**TASK:** When you spot the word "migrations" in a line of the data below, copy that line.

Top of DATA FOR ANALYSIS

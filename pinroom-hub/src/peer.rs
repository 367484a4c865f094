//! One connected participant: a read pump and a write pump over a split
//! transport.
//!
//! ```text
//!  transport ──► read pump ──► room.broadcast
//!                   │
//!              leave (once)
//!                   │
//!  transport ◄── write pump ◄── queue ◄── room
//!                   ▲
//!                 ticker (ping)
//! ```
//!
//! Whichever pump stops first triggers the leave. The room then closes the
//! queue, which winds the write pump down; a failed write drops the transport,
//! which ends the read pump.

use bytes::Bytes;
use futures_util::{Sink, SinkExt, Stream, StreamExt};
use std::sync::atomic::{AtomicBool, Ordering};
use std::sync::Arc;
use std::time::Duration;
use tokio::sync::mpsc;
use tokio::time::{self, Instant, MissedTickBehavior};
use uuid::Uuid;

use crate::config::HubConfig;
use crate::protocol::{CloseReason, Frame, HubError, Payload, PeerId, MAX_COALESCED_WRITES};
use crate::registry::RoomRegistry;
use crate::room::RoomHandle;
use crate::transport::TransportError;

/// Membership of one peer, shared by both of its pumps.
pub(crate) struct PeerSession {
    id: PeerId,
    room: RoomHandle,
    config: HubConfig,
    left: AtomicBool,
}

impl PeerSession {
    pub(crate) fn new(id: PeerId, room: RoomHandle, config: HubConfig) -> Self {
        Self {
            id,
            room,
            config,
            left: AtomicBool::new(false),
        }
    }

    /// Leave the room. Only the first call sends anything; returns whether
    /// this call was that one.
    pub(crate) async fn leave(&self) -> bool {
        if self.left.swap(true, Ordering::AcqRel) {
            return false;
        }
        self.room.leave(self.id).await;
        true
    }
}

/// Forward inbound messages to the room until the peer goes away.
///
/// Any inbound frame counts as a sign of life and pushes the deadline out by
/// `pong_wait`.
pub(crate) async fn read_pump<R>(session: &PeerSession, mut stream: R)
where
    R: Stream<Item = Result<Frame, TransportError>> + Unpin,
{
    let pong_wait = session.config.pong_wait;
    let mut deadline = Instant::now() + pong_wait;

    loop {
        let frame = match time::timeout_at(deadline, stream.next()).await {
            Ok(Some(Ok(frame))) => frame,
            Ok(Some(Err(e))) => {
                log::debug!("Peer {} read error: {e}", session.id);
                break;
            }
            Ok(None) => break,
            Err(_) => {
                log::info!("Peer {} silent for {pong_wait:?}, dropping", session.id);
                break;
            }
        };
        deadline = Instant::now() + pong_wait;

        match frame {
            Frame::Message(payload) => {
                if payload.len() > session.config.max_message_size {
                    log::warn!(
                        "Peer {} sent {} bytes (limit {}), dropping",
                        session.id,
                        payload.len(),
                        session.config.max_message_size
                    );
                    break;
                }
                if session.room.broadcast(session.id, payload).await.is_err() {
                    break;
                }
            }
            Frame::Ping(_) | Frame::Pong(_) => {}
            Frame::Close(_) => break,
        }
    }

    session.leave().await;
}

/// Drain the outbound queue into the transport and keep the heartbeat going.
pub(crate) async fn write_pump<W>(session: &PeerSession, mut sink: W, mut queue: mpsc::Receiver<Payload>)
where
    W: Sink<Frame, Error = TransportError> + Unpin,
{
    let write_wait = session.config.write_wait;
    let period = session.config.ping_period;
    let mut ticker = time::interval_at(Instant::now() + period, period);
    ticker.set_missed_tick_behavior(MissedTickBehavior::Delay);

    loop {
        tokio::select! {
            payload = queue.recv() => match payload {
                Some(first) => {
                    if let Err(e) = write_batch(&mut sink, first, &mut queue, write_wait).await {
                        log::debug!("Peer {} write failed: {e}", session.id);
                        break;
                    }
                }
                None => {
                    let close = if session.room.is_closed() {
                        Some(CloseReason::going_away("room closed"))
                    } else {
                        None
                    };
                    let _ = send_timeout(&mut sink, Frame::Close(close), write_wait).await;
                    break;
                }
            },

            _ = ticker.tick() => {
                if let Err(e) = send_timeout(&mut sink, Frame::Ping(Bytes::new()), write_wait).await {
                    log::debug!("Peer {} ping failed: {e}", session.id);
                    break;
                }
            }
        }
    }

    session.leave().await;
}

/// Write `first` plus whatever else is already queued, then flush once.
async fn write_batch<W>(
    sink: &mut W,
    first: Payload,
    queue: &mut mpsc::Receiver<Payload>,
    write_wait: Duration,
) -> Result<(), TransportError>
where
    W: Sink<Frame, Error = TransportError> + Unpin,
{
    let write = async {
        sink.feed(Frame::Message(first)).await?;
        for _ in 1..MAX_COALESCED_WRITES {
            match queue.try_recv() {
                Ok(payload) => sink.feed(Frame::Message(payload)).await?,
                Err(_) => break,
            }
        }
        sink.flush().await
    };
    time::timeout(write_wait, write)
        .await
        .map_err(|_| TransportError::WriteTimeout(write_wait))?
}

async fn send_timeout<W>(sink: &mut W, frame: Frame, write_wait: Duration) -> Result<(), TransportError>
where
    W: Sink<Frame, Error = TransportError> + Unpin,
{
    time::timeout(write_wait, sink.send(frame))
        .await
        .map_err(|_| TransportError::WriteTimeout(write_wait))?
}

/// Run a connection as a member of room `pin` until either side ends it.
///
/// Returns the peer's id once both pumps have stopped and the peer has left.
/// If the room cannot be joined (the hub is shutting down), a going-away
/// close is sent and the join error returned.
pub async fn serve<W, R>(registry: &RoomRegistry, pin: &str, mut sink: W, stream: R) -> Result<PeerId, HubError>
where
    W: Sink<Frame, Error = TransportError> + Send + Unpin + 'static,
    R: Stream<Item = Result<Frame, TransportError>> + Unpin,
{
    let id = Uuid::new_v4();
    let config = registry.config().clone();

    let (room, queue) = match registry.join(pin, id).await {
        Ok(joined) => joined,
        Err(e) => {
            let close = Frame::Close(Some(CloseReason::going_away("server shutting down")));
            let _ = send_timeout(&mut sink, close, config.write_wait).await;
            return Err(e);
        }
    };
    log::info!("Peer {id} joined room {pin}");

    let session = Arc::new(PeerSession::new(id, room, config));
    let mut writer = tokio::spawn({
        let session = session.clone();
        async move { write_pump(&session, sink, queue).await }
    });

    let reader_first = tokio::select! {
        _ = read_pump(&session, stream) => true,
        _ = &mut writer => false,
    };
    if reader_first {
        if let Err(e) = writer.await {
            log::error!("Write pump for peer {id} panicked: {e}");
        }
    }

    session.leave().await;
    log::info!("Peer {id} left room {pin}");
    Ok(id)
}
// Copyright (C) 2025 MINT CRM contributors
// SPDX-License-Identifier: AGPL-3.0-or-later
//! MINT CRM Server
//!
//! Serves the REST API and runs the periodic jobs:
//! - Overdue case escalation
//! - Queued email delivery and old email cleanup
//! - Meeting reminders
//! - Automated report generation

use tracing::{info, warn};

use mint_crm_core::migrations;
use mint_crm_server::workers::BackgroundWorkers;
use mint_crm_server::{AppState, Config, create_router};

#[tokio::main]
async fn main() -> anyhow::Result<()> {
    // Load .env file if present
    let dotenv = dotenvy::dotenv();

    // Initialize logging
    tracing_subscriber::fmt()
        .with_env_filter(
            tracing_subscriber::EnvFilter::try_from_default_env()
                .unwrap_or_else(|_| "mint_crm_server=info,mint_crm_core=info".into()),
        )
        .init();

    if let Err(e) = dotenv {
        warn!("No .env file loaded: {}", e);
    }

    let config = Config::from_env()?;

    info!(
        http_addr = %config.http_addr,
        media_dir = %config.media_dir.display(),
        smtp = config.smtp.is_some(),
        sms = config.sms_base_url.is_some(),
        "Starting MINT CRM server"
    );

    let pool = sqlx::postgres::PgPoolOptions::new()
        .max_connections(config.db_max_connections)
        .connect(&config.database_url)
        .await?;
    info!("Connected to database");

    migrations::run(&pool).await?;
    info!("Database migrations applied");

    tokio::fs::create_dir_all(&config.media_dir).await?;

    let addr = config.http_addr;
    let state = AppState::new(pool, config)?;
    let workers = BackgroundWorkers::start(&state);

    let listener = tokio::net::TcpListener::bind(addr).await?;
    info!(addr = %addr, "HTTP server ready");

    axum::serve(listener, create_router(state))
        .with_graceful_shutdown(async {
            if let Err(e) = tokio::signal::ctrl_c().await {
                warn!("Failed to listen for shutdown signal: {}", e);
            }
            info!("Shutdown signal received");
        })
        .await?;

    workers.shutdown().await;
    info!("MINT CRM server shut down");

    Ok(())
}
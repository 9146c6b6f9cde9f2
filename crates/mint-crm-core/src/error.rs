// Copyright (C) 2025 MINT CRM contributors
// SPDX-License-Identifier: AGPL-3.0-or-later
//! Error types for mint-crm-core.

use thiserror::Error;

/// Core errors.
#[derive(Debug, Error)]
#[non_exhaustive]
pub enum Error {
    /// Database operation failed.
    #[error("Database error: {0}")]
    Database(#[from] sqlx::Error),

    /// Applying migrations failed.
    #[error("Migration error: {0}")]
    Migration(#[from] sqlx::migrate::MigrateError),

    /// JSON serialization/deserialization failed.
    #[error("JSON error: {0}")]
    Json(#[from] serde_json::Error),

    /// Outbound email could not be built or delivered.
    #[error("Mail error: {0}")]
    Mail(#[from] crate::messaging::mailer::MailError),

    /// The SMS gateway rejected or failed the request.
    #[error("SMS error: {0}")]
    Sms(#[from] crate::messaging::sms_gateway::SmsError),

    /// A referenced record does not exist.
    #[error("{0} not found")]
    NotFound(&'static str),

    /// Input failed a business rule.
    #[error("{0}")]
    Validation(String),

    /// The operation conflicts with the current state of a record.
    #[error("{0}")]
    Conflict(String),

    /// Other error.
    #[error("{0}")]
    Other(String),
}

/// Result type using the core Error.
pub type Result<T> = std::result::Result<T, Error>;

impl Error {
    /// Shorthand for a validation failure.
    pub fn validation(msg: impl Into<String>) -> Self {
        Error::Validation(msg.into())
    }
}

Bottom of DATA FOR ANALYSIS

**ANSWER FOR THE TASK:**
use mint_crm_core::migrations;
    migrations::run(&pool).await?;
    info!("Database migrations applied");
    /// Applying migrations failed.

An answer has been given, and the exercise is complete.